Summary: | Introduction: Aortic stiffness is related to renal function in patients with chronic kidney disease and may contribute to the high cardiovascular mortality in this group. However, the relationship between renal function and arterial haemodynamics in the general population has not previously been reported.
Methods: We analysed the relationship between renal function defined by estimated GFR (eGFR) and aortic pulse wave velocity (aPWV), brachial PWV (bPWV) and radial and central wave reflections (rAIx and cAIx) for participants enrolled in the Anglo-Cardiff Collaborative Trial between 2000–2009.
Results: Measurement of eGFR was available for 4795 participants with a mean age of 48±23 years, 45.5% male, BP 130±20/77±11, mean eGFR 92.7±38.8mL/min. Estimated GFR was correlated with aPWV (rho=−0.53*), bPWV (rho=−0.28*), rAIx (rho=−0.20*) and cAIx (−0.25*) (all P<0.001). In multivariate analysis, using a stepwise model including age, mean BP, gender, heart rate, glucose, cholesterol, body mass index and smoking, eGFR remained an independent determinant of aPWV (R2=0.68, P<0.001), rAIx (R2=0.72, P<0.001) and cAIx (R2=0.72, P<0.001) but not bPWV. After exclusion of people with previous CHD, CVA or diabetics (n=4247), eGFR remained an independent predictor of rAIx and cAIx but not of aPWV.

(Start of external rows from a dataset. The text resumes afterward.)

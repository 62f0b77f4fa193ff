//! FINS Core Library
//!
//! Personal-finance analytics over a user's ledger of cash movements:
//! - Database access and migrations (profiles, expenses, incomes)
//! - CSV import of ledger records
//! - Ledger aggregation into a date-ordered cash-flow series
//! - Balance forecasting behind a pluggable forecaster
//! - Savings, risk and expense analyzers plus a combined health report
//! - TOML-configurable analytics constants

pub mod config;
pub mod db;
pub mod error;
pub mod forecast;
pub mod import;
pub mod insights;
pub mod ledger;
pub mod models;
pub mod stats;

pub use config::AnalyticsConfig;
pub use db::Database;
pub use error::{Error, Result};
pub use forecast::{Forecaster, HoltForecaster, MockForecaster};
pub use import::ImportSummary;
pub use insights::{
    BalancePrediction, DataSufficiency, ExpenseAnalysis, ExpenseTrend, FinancialInsights,
    InsightEngine, RiskAnalysis, RiskLevel, SavingsPrediction,
};
pub use ledger::{CashEvent, CashFlowSeries, LedgerStore};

Conclusion: In the largest analysis of the general population to date, eGFR is independently associated with aortic stiffness and augmentation index but explains little of the variance compared with established determinants. For aortic stiffness, but not wave reflections, this relationship is explained by the coexistence of impaired renal function and vascular disease.